Antonio Castro Leal was born on March 2, 1896, in San Luis Potosí. He received his licenciate and doctor of law degrees from the National Autonomous University of Mexico and his PhD from Georgetown University in Washington, D.C. Castro Leal was rector of UNAM in 1929 during the student strikes that ultimately lead to the university becoming autonomous, after which he resigned his post. In 1934 as Director of the Department of Fine Arts he inaugurated the Palacio de Bellas Artes in Mexico City. He lived in Paris from 1949 to 1954 as Mexico's ambassador and executive board member for UNESCO, after which he moved to Coyoacán, in Mexico City, where he lived for the rest of his life. He died on January 7, 1981.

==Main posts held==

(This is an incomplete list.)

- Rector of the National Autonomous University of Mexico (UNAM),1928–29
- Director of the Department of Fine Arts, 1934
- Mexican ambassador to UNESCO, 1949–52
- Member of UNESCO's executive board, 1950–54
- Member of the Chamber of Deputies, 1958–61 (for the Federal District's eighteenth district)

==Works==

(This is an incomplete list.)

- Las cien mejores poesías liricas mexicanas (ed. with Manuel Toussaint and Alberto Vázquez del Mercado) (1914)
- The Church Problem in Mexico (pamphlet) (1926)
- Las cien mejores poesias mexicanas (ed.) (1935)
- Juan Ruiz de Alarcón.
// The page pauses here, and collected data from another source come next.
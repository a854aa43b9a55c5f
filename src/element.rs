//! Element trait: bounds on a tensor's scalar type

use num_traits::Num;
use std::fmt;

/// Scalar types a [`Tensor`](crate::tensor::Tensor) can hold.
///
/// Requires the four arithmetic operators, equality, and an additive identity
/// (via [`num_traits::Num`]), plus `Copy` and `Default` so buffers can be
/// allocated and filled cheaply. `Send + Sync` lets the identical-shape
/// elementwise path run in parallel.
///
/// Blanket-implemented; `f32`, `f64`, and the integer primitives all qualify.
pub trait Element:
    Num + Copy + Default + Send + Sync + fmt::Debug + fmt::Display + 'static
{
}

impl<T> Element for T where
    T: Num + Copy + Default + Send + Sync + fmt::Debug + fmt::Display + 'static
{
}
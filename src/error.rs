//! Error types for tensr

use thiserror::Error;

/// Result type alias using tensr's Error
pub type Result<T> = std::result::Result<T, Error>;

/// Errors that can occur in tensr operations
#[derive(Error, Debug)]
pub enum Error {
    /// Supplied data length disagrees with the declared shape's element count
    #[error("shape mismatch: data has {got} elements, shape requires {expected}")]
    ShapeMismatch {
        /// Element count the shape requires
        expected: usize,
        /// Element count actually supplied
        got: usize,
    },

    /// Two shapes cannot be right-aligned under the broadcasting rule
    #[error("cannot broadcast shapes {lhs:?} and {rhs:?}")]
    BroadcastIncompatible {
        /// Left-hand side shape
        lhs: Vec<usize>,
        /// Right-hand side shape
        rhs: Vec<usize>,
    },

    /// An operand's buffer length disagrees with its own declared shape
    ///
    /// Defensive check on the identical-shape elementwise path; unreachable
    /// given correct construction.
    #[error("size mismatch: buffer holds {len} elements, shape requires {expected}")]
    SizeMismatch {
        /// Buffer length observed
        len: usize,
        /// Element count the shape requires
        expected: usize,
    },

    /// `dot` operands' contracted dimensions disagree in size
    #[error("dimension mismatch: inner dimensions {lhs} and {rhs} must agree")]
    DimensionMismatch {
        /// Left operand's contracted dimension
        lhs: usize,
        /// Right operand's contracted dimension
        rhs: usize,
    },

    /// `dot` invoked on an unsupported rank combination
    #[error("unsupported ranks for dot: {lhs}-d by {rhs}-d (only 1-d/2-d operands)")]
    UnsupportedRank {
        /// Left operand rank
        lhs: usize,
        /// Right operand rank
        rhs: usize,
    },

    /// I/O failure while reading a table file
    #[error("i/o error: {0}")]
    Io(#[from] std::io::Error),

    /// A quoted field was still open at end of input
    #[error("unterminated quoted field starting at byte {offset}")]
    UnterminatedQuote {
        /// Byte offset of the opening quote
        offset: usize,
    },
}

impl Error {
    /// Create a shape mismatch error from element counts
    pub fn shape_mismatch(expected: usize, got: usize) -> Self {
        Self::ShapeMismatch { expected, got }
    }

    /// Create a broadcast incompatibility error from the original shapes
    pub fn broadcast(lhs: &[usize], rhs: &[usize]) -> Self {
        Self::BroadcastIncompatible {
            lhs: lhs.to_vec(),
            rhs: rhs.to_vec(),
        }
    }

    /// Create a dimension mismatch error from the two contracted dimensions
    pub fn dimension_mismatch(lhs: usize, rhs: usize) -> Self {
        Self::DimensionMismatch { lhs, rhs }
    }

    /// Create an unsupported rank error from the two operand ranks
    pub fn unsupported_rank(lhs: usize, rhs: usize) -> Self {
        Self::UnsupportedRank { lhs, rhs }
    }
}
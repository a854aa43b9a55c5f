//! Tensor types
//!
//! This module provides the core `Tensor` type, an n-dimensional array with
//! an exclusively owned buffer, plus the `Layout` describing its row-major
//! shape/stride structure.

mod core;
mod layout;

pub use self::core::Tensor;
pub use layout::{broadcast_shapes, Layout, Shape, Strides};
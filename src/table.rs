//! Delimited-text table loading
//!
//! Parses delimiter-separated text (CSV and friends) into a column-major
//! string table and infers a primitive type per column by sampling values.
//! The parser handles quoted fields, doubled-quote escapes, and both `\n`
//! and `\r\n` record endings in a single pass.
//!
//! This module is independent of the tensor core; it produces rows and
//! columns of text fields plus inferred [`ColumnType`] tags, and callers
//! decide what to build from them.

use crate::error::{Error, Result};
use std::path::Path;

/// Rows sampled per column during type inference
const SAMPLE_ROWS: usize = 1000;

/// Primitive type inferred for a table column
#[derive(Copy, Clone, Debug, PartialEq, Eq)]
pub enum ColumnType {
    /// Every sampled value parses as a signed integer
    Int,
    /// Every sampled value parses as a floating point number
    Float,
    /// Every sampled value is true/false/1/0 (case-insensitive)
    Bool,
    /// Fallback: values kept as text
    Str,
}

/// Column-major table of text fields with inferred column types
///
/// # Example
///
/// ```
/// use tensr::table::{ColumnType, Table};
///
/// let t = Table::parse("name,score\nalice,9.5\nbob,7.0", ',', true).unwrap();
/// assert_eq!(t.n_rows(), 2);
/// assert_eq!(t.column_names(), ["name", "score"]);
/// assert_eq!(t.column_types(), [ColumnType::Str, ColumnType::Float]);
/// ```
#[derive(Clone, Debug, Default)]
pub struct Table {
    column_names: Vec<String>,
    columns: Vec<Vec<String>>,
    column_types: Vec<ColumnType>,
}

impl Table {
    /// Load a table from a file
    pub fn from_path(path: impl AsRef<Path>, delimiter: char, has_header: bool) -> Result<Self> {
        let content = std::fs::read_to_string(path)?;
        Self::parse(&content, delimiter, has_header)
    }

    /// Parse a table from in-memory text
    ///
    /// With `has_header` the first record supplies the column names;
    /// otherwise names are generated as `col0..colN-1`. Records shorter than
    /// the column count are padded with empty fields, longer ones truncated.
    /// Empty input yields an empty table.
    pub fn parse(content: &str, delimiter: char, has_header: bool) -> Result<Self> {
        let mut records = split_records(content, delimiter)?;
        if records.is_empty() {
            return Ok(Self::default());
        }

        let (column_names, body) = if has_header {
            let names = records.remove(0);
            (names, records)
        } else {
            let ncols = records[0].len();
            let names = (0..ncols).map(|i| format!("col{i}")).collect();
            (names, records)
        };

        let ncols = column_names.len();
        let mut columns: Vec<Vec<String>> = vec![Vec::with_capacity(body.len()); ncols];
        for mut record in body {
            record.resize(ncols, String::new());
            for (col, field) in columns.iter_mut().zip(record) {
                col.push(field);
            }
        }

        let column_types = infer_types(&columns);
        Ok(Self {
            column_names,
            columns,
            column_types,
        })
    }

    /// Number of data rows
    pub fn n_rows(&self) -> usize {
        self.columns.first().map_or(0, Vec::len)
    }

    /// Number of columns
    pub fn n_cols(&self) -> usize {
        self.columns.len()
    }

    /// Collect row `r` across all columns, or `None` when out of range
    pub fn row(&self, r: usize) -> Option<Vec<&str>> {
        if r >= self.n_rows() {
            return None;
        }
        Some(self.columns.iter().map(|col| col[r].as_str()).collect())
    }

    /// Fields of column `c`, or `None` when out of range
    pub fn column(&self, c: usize) -> Option<&[String]> {
        self.columns.get(c).map(Vec::as_slice)
    }

    /// Column names, header-supplied or generated
    pub fn column_names(&self) -> &[String] {
        &self.column_names
    }

    /// Inferred type per column
    pub fn column_types(&self) -> &[ColumnType] {
        &self.column_types
    }
}

/// Single-pass field scanner
///
/// `"` toggles quoting; a doubled `""` inside quotes is a literal quote.
/// Delimiters and newlines only terminate fields/records outside quotes.
/// A quote still open at end of input is an error.
fn split_records(content: &str, delimiter: char) -> Result<Vec<Vec<String>>> {
    let mut records = Vec::new();
    let mut record = Vec::new();
    let mut field = String::new();
    let mut in_quotes = false;
    let mut quote_start = 0usize;

    let mut chars = content.char_indices().peekable();
    while let Some((i, c)) = chars.next() {
        if c == '"' {
            if in_quotes && matches!(chars.peek(), Some(&(_, '"'))) {
                field.push('"');
                chars.next();
            } else {
                if !in_quotes {
                    quote_start = i;
                }
                in_quotes = !in_quotes;
            }
        } else if c == delimiter && !in_quotes {
            record.push(std::mem::take(&mut field));
        } else if (c == '\n' || c == '\r') && !in_quotes {
            if c == '\r' && matches!(chars.peek(), Some(&(_, '\n'))) {
                chars.next();
            }
            record.push(std::mem::take(&mut field));
            records.push(std::mem::take(&mut record));
        } else {
            field.push(c);
        }
    }

    if in_quotes {
        return Err(Error::UnterminatedQuote {
            offset: quote_start,
        });
    }

    // Flush a final record not closed by a newline
    if !field.is_empty() || !record.is_empty() {
        record.push(field);
        records.push(record);
    }

    Ok(records)
}

/// Infer a type per column by sampling leading non-empty values
///
/// Precedence when several classifiers hold for the whole sample:
/// integer, then float, then bool, then string.
fn infer_types(columns: &[Vec<String>]) -> Vec<ColumnType> {
    columns
        .iter()
        .map(|col| {
            let mut all_int = true;
            let mut all_float = true;
            let mut all_bool = true;
            for value in col.iter().take(SAMPLE_ROWS) {
                if value.is_empty() {
                    continue;
                }
                if all_int && !looks_like_int(value) {
                    all_int = false;
                }
                if all_float && !looks_like_float(value) {
                    all_float = false;
                }
                if all_bool && !looks_like_bool(value) {
                    all_bool = false;
                }
            }
            if all_int {
                ColumnType::Int
            } else if all_float {
                ColumnType::Float
            } else if all_bool {
                ColumnType::Bool
            } else {
                ColumnType::Str
            }
        })
        .collect()
}

fn looks_like_int(s: &str) -> bool {
    let digits = s.strip_prefix(['+', '-']).unwrap_or(s);
    !digits.is_empty() && digits.bytes().all(|b| b.is_ascii_digit())
}

fn looks_like_float(s: &str) -> bool {
    s.parse::<f64>().is_ok()
}

fn looks_like_bool(s: &str) -> bool {
    s.eq_ignore_ascii_case("true") || s.eq_ignore_ascii_case("false") || s == "1" || s == "0"
}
Ingenio y sabiduría (1939)
- Twenty Centuries of Mexican Art - (introd.) (1940)
- Revista de literatura mexicana (1940–1941)
- El libro de oro del cine mexicano (The Golden Book of Mexican Cinematography) (coord.) (1948) (Comisión Nacional de Cinematografía, México, D.F.)
- Las dos partes del Quijote (1949)
- La poesía mexicana moderna (1953)
- Una historia del siglo XX (1955)
- Las ideas de Salvador Díaz Mirón (1956)
- La novela de la Revolución Mexicana (1958–1960)
- El laurel de San Lorenzo (1959)
- Un mensaje a la América Latina y una elegía por España (poem) (1960)
- Alejandro de Humboldt y el arte prehispánico (1962)
- El Primer Congreso Internacional de Americanistas (1963)
- El pensamiento musical de Carlos Chávez (1963)
- La novela del México colonial (1964)
- Luis G. Urbina (1964)
- Las tragedias de Shakespeare (1965)
- Thoreau y su discípulo Cassius Clay (1967)
- ¿A dónde va México? Reflexiones sobre nuestra historia contemporánea (1968)
- Hombres e ideas de nuestro tiempo (1969)
- Díaz Mirón, su vida y su obra (1970)
- El español, instrumento de una cultura (1970)
- La poesía de Manuel José Othón (1971)
- El imperialismo andaluz y otras historias (1984)

===As a translator===
Castro Leal also translated Maurice Dobb's Introduction to Economics for Mexico's Fondo de Cultura Económica.